L'initiative en revient à Suger, abbé de Saint-Denis où
sont enterrés les rois de France. Il veut mettre en valeur les
nombreuses reliques rassemblées dans son abbaye et fait détruire
l'ancienne église carolingienne pour la remplacer par un chœur
percé de vastes fenêtres inondant les reliques de lumières.
En 1144, pour l'inauguration du nouveau chœur, il invite le roi,
les pairs du royaume et tous les évêques de France. Chacun
n'aura de cesse de se faire construire une cathédrale plus belle
et toujours plus élancée jusqu'à ce qu'en 1284, la
voûte de la cathédrale de Beauvais s'écroule…

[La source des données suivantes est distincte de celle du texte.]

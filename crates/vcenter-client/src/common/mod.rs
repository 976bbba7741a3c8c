//! Common utilities for the vCenter API client
//!
//! Provides the authenticated HTTP wrapper shared by all API calls.

use crate::error::VcenterError;
use reqwest::{Client, RequestBuilder, Response};
use serde_json::Value;
use tracing::debug;

/// Header carrying the vCenter session token
pub const SESSION_HEADER: &str = "vmware-api-session-id";

/// HTTP client wrapper with session authentication
pub struct HttpClient {
    client: Client,
    base_url: String,
    session_id: String,
}

impl HttpClient {
    /// Create a new HTTP client wrapper
    pub fn new(client: Client, base_url: String, session_id: String) -> Self {
        Self {
            client,
            base_url: base_url.trim_end_matches('/').to_string(),
            session_id,
        }
    }

    /// Get the base URL
    pub fn base_url(&self) -> &str {
        &self.base_url
    }

    /// Build a full URL from a path
    pub fn build_url(&self, path: &str) -> String {
        if path.starts_with("http") {
            path.to_string()
        } else {
            format!("{}{}", self.base_url, path)
        }
    }

    fn authorize(&self, request: RequestBuilder) -> RequestBuilder {
        request
            .header(SESSION_HEADER, &self.session_id)
            .header("Accept", "application/json")
    }

    /// Make a GET request
    pub async fn get(&self, path: &str) -> Result<Value, VcenterError> {
        let url = self.build_url(path);
        debug!("GET {}", url);

        let response = self.authorize(self.client.get(&url)).send().await?;
        read_json("GET", path, response).await
    }

    /// Make a PUT request
    pub async fn put(&self, path: &str, body: &Value) -> Result<(), VcenterError> {
        let url = self.build_url(path);
        debug!("PUT {} with body: {}", url, serde_json::to_string_pretty(body).unwrap_or_default());

        let response = self.authorize(self.client.put(&url)).json(body).send().await?;
        read_json("PUT", path, response).await.map(|_| ())
    }

    /// Make a POST request
    pub async fn post(&self, path: &str, body: &Value) -> Result<Value, VcenterError> {
        let url = self.build_url(path);
        debug!("POST {} with body: {}", url, serde_json::to_string_pretty(body).unwrap_or_default());

        let response = self.authorize(self.client.post(&url)).json(body).send().await?;
        read_json("POST", path, response).await
    }

    /// Make a DELETE request
    pub async fn delete(&self, path: &str) -> Result<(), VcenterError> {
        let url = self.build_url(path);
        debug!("DELETE {}", url);

        let response = self.authorize(self.client.delete(&url)).send().await?;
        read_json("DELETE", path, response).await.map(|_| ())
    }
}

/// Check the status of a response and decode its body
///
/// An empty body (e.g., 204 No Content) decodes to `Value::Null`.
pub(crate) async fn read_json(method: &str, path: &str, response: Response) -> Result<Value, VcenterError> {
    let status = response.status();
    if status == 404 {
        let body = response.text().await.unwrap_or_default();
        return Err(VcenterError::NotFound(format!(
            "Resource not found: {} - {}",
            path, body
        )));
    }

    if status == 401 || status == 403 {
        let body = response.text().await.unwrap_or_default();
        return Err(VcenterError::Authentication(format!(
            "{} {} rejected: {} - {}",
            method, path, status, body
        )));
    }

    if !status.is_success() {
        let body = response.text().await.unwrap_or_default();
        return Err(VcenterError::Api(format!(
            "{} {} failed: {} - {}",
            method, path, status, body
        )));
    }

    let text = response.text().await?;
    if text.trim().is_empty() {
        return Ok(Value::Null);
    }
    serde_json::from_str(&text).map_err(|e| {
        VcenterError::InvalidResponse(format!(
            "error decoding {} {} response: {} - Response (first 500 chars): {}",
            method,
            path,
            e,
            text.chars().take(500).collect::<String>()
        ))
    })
}

/// Build query string from parameters
///
/// Repeated keys are kept, which is how vCenter expects set-valued filters.
pub fn build_query_string(params: &[(&str, &str)]) -> String {
    params
        .iter()
        .map(|(k, v)| format!("{}={}", urlencoding::encode(k), urlencoding::encode(v)))
        .collect::<Vec<_>>()
        .join("&")
}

L'architecture gothique s'affirme jusqu'au XVe siècle,
mobilisant d'énormes moyens financiers et humains. Parallèlement,
la statuaire, la peinture murale et la sculpture sur bois atteignent des
sommets de raffinement.
Auberge de Dieu, la cathédrale sert de refuge à une population
de mendiants ou de voyageurs ; vide de chaises, on y déambule
librement, on y parle à voix haute ; certains métiers
y tiennent réunion pendant que les étudiants y suivent un
cours. Les clercs y organisent des mises en scène de l'histoire
du Christ qui quitteront bientôt l'intérieur de l'église
pour le parvis. À travers mystères et passions, naît
ainsi, en France, le théâtre.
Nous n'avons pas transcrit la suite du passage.